(AVAILABLE RECORDS)

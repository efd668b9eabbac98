use std::fmt;
use std::str::FromStr;

use chrono::DateTime;
use chrono::Utc;

use crate::account::errors::AccountIdError;
use crate::account::errors::EmailError;
use crate::account::errors::FieldViolation;
use crate::account::errors::FullNameError;
use crate::account::errors::PasswordPolicyError;
use crate::account::errors::RoleError;
use crate::account::errors::ValidationError;

/// Account aggregate entity.
///
/// Represents a registered account as persisted, including its
/// storage-assigned identifier and timestamps.
#[derive(Debug, Clone)]
pub struct Account {
    pub id: AccountId,
    pub full_name: FullName,
    pub email: EmailAddress,
    pub password_hash: String,
    pub role: Role,
    pub is_active: bool,
    pub is_verified: bool,
    pub created_at: DateTime<Utc>,
    pub updated_at: DateTime<Utc>,
}

/// Account unique identifier, assigned by storage on creation.
#[derive(Debug, Clone, Copy, PartialEq, Eq, Hash)]
pub struct AccountId(pub i64);

impl AccountId {
    /// Parse an account id from its string form (e.g. a token subject).
    ///
    /// # Errors
    /// * `InvalidFormat` - String is not a valid integer id
    pub fn from_string(s: &str) -> Result<Self, AccountIdError> {
        s.parse::<i64>()
            .map(AccountId)
            .map_err(|e| AccountIdError::InvalidFormat(e.to_string()))
    }
}

impl fmt::Display for AccountId {
    fn fmt(&self, f: &mut fmt::Formatter<'_>) -> fmt::Result {
        self.0.fmt(f)
    }
}

/// Account role carried into access-token claims.
#[derive(Debug, Clone, Copy, PartialEq, Eq)]
pub enum Role {
    Student,
    Mentor,
    Admin,
}

impl Role {
    pub fn as_str(&self) -> &'static str {
        match self {
            Role::Student => "student",
            Role::Mentor => "mentor",
            Role::Admin => "admin",
        }
    }
}

impl fmt::Display for Role {
    fn fmt(&self, f: &mut fmt::Formatter<'_>) -> fmt::Result {
        f.write_str(self.as_str())
    }
}

impl FromStr for Role {
    type Err = RoleError;

    fn from_str(s: &str) -> Result<Self, Self::Err> {
        match s {
            "student" => Ok(Role::Student),
            "mentor" => Ok(Role::Mentor),
            "admin" => Ok(Role::Admin),
            other => Err(RoleError::Unknown(other.to_string())),
        }
    }
}

/// Full name value type
///
/// Trimmed on construction; must be 2-255 characters afterwards.
#[derive(Debug, Clone, PartialEq, Eq)]
pub struct FullName(String);

impl FullName {
    const MIN_LENGTH: usize = 2;
    const MAX_LENGTH: usize = 255;

    /// Create a validated full name.
    ///
    /// # Errors
    /// * `Empty` - Nothing left after trimming
    /// * `InvalidLength` - Outside 2-255 characters
    pub fn new(full_name: String) -> Result<Self, FullNameError> {
        let trimmed = full_name.trim();
        if trimmed.is_empty() {
            return Err(FullNameError::Empty);
        }
        let length = trimmed.chars().count();
        if !(Self::MIN_LENGTH..=Self::MAX_LENGTH).contains(&length) {
            return Err(FullNameError::InvalidLength(length));
        }
        Ok(Self(trimmed.to_string()))
    }

    pub fn as_str(&self) -> &str {
        &self.0
    }
}

impl fmt::Display for FullName {
    fn fmt(&self, f: &mut fmt::Formatter<'_>) -> fmt::Result {
        self.0.fmt(f)
    }
}

/// Email address type
///
/// Validates shape via an RFC 5322 compliant parser; stored and compared
/// case-sensitively as given.
#[derive(Debug, Clone, PartialEq, Eq)]
pub struct EmailAddress(String);

impl EmailAddress {
    /// Create a validated email address.
    ///
    /// # Errors
    /// * `InvalidFormat` - Email does not conform to RFC 5322
    pub fn new(email: String) -> Result<Self, EmailError> {
        email_address::EmailAddress::from_str(&email)
            .map(|_| EmailAddress(email))
            .map_err(|e| EmailError::InvalidFormat(e.to_string()))
    }

    pub fn as_str(&self) -> &str {
        &self.0
    }
}

impl fmt::Display for EmailAddress {
    fn fmt(&self, f: &mut fmt::Formatter<'_>) -> fmt::Result {
        self.0.fmt(f)
    }
}

const MIN_PASSWORD_CHARS: usize = 8;

/// Command to register a new account, shape-validated on construction.
#[derive(Debug)]
pub struct SignupCommand {
    pub full_name: FullName,
    pub email: EmailAddress,
    pub password: String,
    pub role: Role,
}

impl SignupCommand {
    /// Validate raw signup input into a command.
    ///
    /// All violated fields are collected into a single `ValidationError`
    /// rather than failing on the first one.
    pub fn new(
        full_name: String,
        email: String,
        password: String,
        role: String,
    ) -> Result<Self, ValidationError> {
        let mut violations = Vec::new();

        let full_name = FullName::new(full_name)
            .map_err(|e| violations.push(FieldViolation::new("full_name", e.to_string())))
            .ok();
        let email = EmailAddress::new(email)
            .map_err(|e| violations.push(FieldViolation::new("email", e.to_string())))
            .ok();
        if password.chars().count() < MIN_PASSWORD_CHARS {
            violations.push(FieldViolation::new(
                "password",
                PasswordPolicyError::TooShort {
                    min: MIN_PASSWORD_CHARS,
                }
                .to_string(),
            ));
        }
        let role = role
            .parse::<Role>()
            .map_err(|e| violations.push(FieldViolation::new("role", e.to_string())))
            .ok();

        match (full_name, email, role) {
            (Some(full_name), Some(email), Some(role)) if violations.is_empty() => Ok(Self {
                full_name,
                email,
                password,
                role,
            }),
            _ => Err(ValidationError::from_violations(violations)),
        }
    }
}

/// Command to authenticate with stored credentials.
///
/// Carries the raw input untouched: a malformed email simply fails the
/// lookup, which keeps login outcomes uniform.
#[derive(Debug)]
pub struct LoginCommand {
    pub email: String,
    pub password: String,
}

/// Fields of a new account handed to the registry; the identifier, flags,
/// and timestamps are assigned at the storage boundary.
#[derive(Debug, Clone)]
pub struct NewAccount {
    pub full_name: FullName,
    pub email: EmailAddress,
    pub password_hash: String,
    pub role: Role,
}

/// Access + refresh token pair issued from one authentication event.
#[derive(Debug, Clone, PartialEq, Eq)]
pub struct TokenPair {
    pub access_token: String,
    pub refresh_token: String,
    /// Access-token lifetime in seconds
    pub expires_in: i64,
}

/// Successful signup/login outcome.
#[derive(Debug, Clone)]
pub struct Authenticated {
    pub account: Account,
    pub tokens: TokenPair,
}
use thiserror::Error;

/// Error type for token operations.
///
/// All validation failures (bad signature, malformed token, expiry, wrong
/// kind) collapse into the single `Invalid` variant so callers cannot
/// distinguish why a presented token was rejected.
#[derive(Debug, Clone, Error, PartialEq, Eq)]
pub enum TokenError {
    #[error("Failed to encode token: {0}")]
    EncodingFailed(String),

    #[error("Invalid or expired token")]
    Invalid,
}
//! Commit Log
//!
//! Owns the ordered list of segments, assigns offsets, rotates segments by
//! size and provides offset-indexed readers.

use std::fs;
use std::path::{Path, PathBuf};
use std::sync::Arc;

use parking_lot::{Mutex, RwLock};

use crate::config::Config;
use crate::error::{Result, XlogError};

use super::entry::{LogEntry, Mode, Operation};
use super::reader::Reader;
use super::recovery;
use super::segment::{Segment, SegmentFileKind};

/// How the rest of the system persists and reads records
///
/// ## Concurrency:
/// - `segments`: RwLock, ordered by base offset; the last one is active
/// - `append_lock`: serializes appends so rotation and a write never interleave
/// - Readers and compaction only take `segments` briefly
pub struct CommitLog {
    path: PathBuf,
    max_segment_bytes: u64,
    segments: RwLock<Vec<Arc<Segment>>>,
    append_lock: Mutex<()>,
}

impl CommitLog {
    /// Open or create a log in `path`
    ///
    /// On startup:
    /// 1. Create directory if it doesn't exist
    /// 2. Finish any compaction interrupted mid-swap
    /// 3. Open every `.log` segment in base offset order
    /// 4. Create segment 0 if there were none
    pub fn open(path: impl AsRef<Path>, max_segment_bytes: u64) -> Result<Self> {
        let path = path.as_ref();
        if path.as_os_str().is_empty() {
            return Err(XlogError::EmptyPath);
        }
        fs::create_dir_all(path)?;

        let base_offsets = recovery::recover(path)?;

        let mut segments = Vec::with_capacity(base_offsets.len().max(1));
        for base_offset in base_offsets {
            let segment = Segment::open(path, base_offset, max_segment_bytes)?;
            segments.push(Arc::new(segment));
        }
        if segments.is_empty() {
            segments.push(Arc::new(Segment::open(path, 0, max_segment_bytes)?));
        }

        tracing::info!(
            path = %path.display(),
            num_segments = segments.len(),
            "commit log opened"
        );

        Ok(Self {
            path: path.to_path_buf(),
            max_segment_bytes,
            segments: RwLock::new(segments),
            append_lock: Mutex::new(()),
        })
    }

    /// Open the log described by `config`
    pub fn with_config(config: &Config) -> Result<Self> {
        config.validate()?;
        Self::open(&config.log_dir, config.max_segment_bytes)
    }

    // =========================================================================
    // Writes
    // =========================================================================

    /// Append a record, returning the offset assigned to it
    pub fn append(
        &self,
        key: &[u8],
        value: &[u8],
        timestamp: u64,
        mode: Mode,
        op: Operation,
    ) -> Result<u64> {
        let entry = LogEntry::new(key, value, timestamp, mode, op);
        self.append_entry(&entry)
    }

    /// Append a prepared entry, returning the offset assigned to it
    pub fn append_entry(&self, entry: &LogEntry) -> Result<u64> {
        entry.validate()?;
        let _guard = self.append_lock.lock();

        let mut active = self.active_segment();
        if active.is_full() {
            active = self.split(&active)?;
        }

        let offset = active.next_offset();
        active.write(&entry.encode(offset))?;
        Ok(offset)
    }

    /// Start a new active segment at the current newest offset
    fn split(&self, active: &Segment) -> Result<Arc<Segment>> {
        let segment = Arc::new(Segment::open(
            &self.path,
            active.next_offset(),
            self.max_segment_bytes,
        )?);
        tracing::info!(
            segment = %segment.path().display(),
            base_offset = segment.base_offset(),
            "new segment created"
        );
        self.segments.write().push(Arc::clone(&segment));
        Ok(segment)
    }

    // =========================================================================
    // Offsets
    // =========================================================================

    /// Offset the next append will receive
    pub fn newest_offset(&self) -> u64 {
        self.active_segment().next_offset()
    }

    /// Base offset of the oldest segment on disk
    pub fn oldest_offset(&self) -> u64 {
        self.segments.read()[0].base_offset()
    }

    /// Snapshot of the segments, ordered by base offset
    pub fn segments(&self) -> Vec<Arc<Segment>> {
        self.segments.read().clone()
    }

    pub(crate) fn active_segment(&self) -> Arc<Segment> {
        let segments = self.segments.read();
        Arc::clone(&segments[segments.len() - 1])
    }

    pub(crate) fn is_active(&self, segment: &Arc<Segment>) -> bool {
        Arc::ptr_eq(&self.active_segment(), segment)
    }

    pub fn path(&self) -> &Path {
        &self.path
    }

    pub fn max_segment_bytes(&self) -> u64 {
        self.max_segment_bytes
    }

    // =========================================================================
    // Reads
    // =========================================================================

    /// Create a reader positioned at `offset`
    ///
    /// A negative offset means no resume point is known: the reader starts at
    /// the first byte of the oldest segment.
    pub fn new_reader(&self, offset: i64) -> Result<Reader<'_>> {
        let segments = self.segments();
        tracing::debug!(num_segments = segments.len(), offset, "searching segments");

        let Ok(offset) = u64::try_from(offset) else {
            return Ok(Reader::new(self, 0, Arc::clone(&segments[0]), 0));
        };

        // The last segment extends to infinity
        let idx = segments
            .windows(2)
            .position(|pair| offset >= pair[0].base_offset() && offset < pair[1].base_offset())
            .unwrap_or(segments.len() - 1);

        tracing::debug!(offset, segment_index = idx, "finding offset in segment");
        let segment = Arc::clone(&segments[idx]);
        let position = segment.find_offset_position(offset)?;
        Ok(Reader::new(self, idx, segment, position))
    }

    // =========================================================================
    // Compaction Support
    // =========================================================================

    /// Swap a compacted `.cleaned` segment in for `old`
    ///
    /// Rename order is what recovery relies on:
    /// `.cleaned -> .swap`, `.log -> .deleted`, `.swap -> .log`, remove `.deleted`.
    pub(crate) fn replace_segment(&self, new: Arc<Segment>, old: &Arc<Segment>) -> Result<()> {
        let mut segments = self.segments.write();
        let idx = segments
            .iter()
            .position(|s| Arc::ptr_eq(s, old))
            .ok_or(XlogError::SegmentNotFound(old.base_offset()))?;

        tracing::info!(
            new_segment = %new.path().display(),
            old_segment = %old.path().display(),
            "replacing segment"
        );
        new.rename(SegmentFileKind::Swap)?;
        old.rename(SegmentFileKind::Deleted)?;
        new.rename(SegmentFileKind::Log)?;
        old.remove_file()?;
        segments[idx] = new;

        tracing::info!(base_offset = old.base_offset(), "segment replacement complete");
        Ok(())
    }

    // =========================================================================
    // Lifecycle
    // =========================================================================

    /// Close every segment
    pub fn close(&self) -> Result<()> {
        let _guard = self.append_lock.lock();
        for segment in self.segments.read().iter() {
            segment.close()?;
        }
        Ok(())
    }

    /// Close the log and remove its whole directory
    pub fn delete_all(&self) -> Result<()> {
        self.close()?;
        fs::remove_dir_all(&self.path)?;
        Ok(())
    }
}

impl std::fmt::Debug for CommitLog {
    fn fmt(&self, f: &mut std::fmt::Formatter<'_>) -> std::fmt::Result {
        f.debug_struct("CommitLog")
            .field("path", &self.path)
            .field("max_segment_bytes", &self.max_segment_bytes)
            .field("num_segments", &self.segments.read().len())
            .finish()
    }
}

(End AVAILABLE RECORDS)

» ASSIGNMENT:
Among the lines above, find those containing the word "first" and copy each.

» EXERCISE SOLUTION:
    /// rather than failing on the first one.
    /// the first byte of the oldest segment.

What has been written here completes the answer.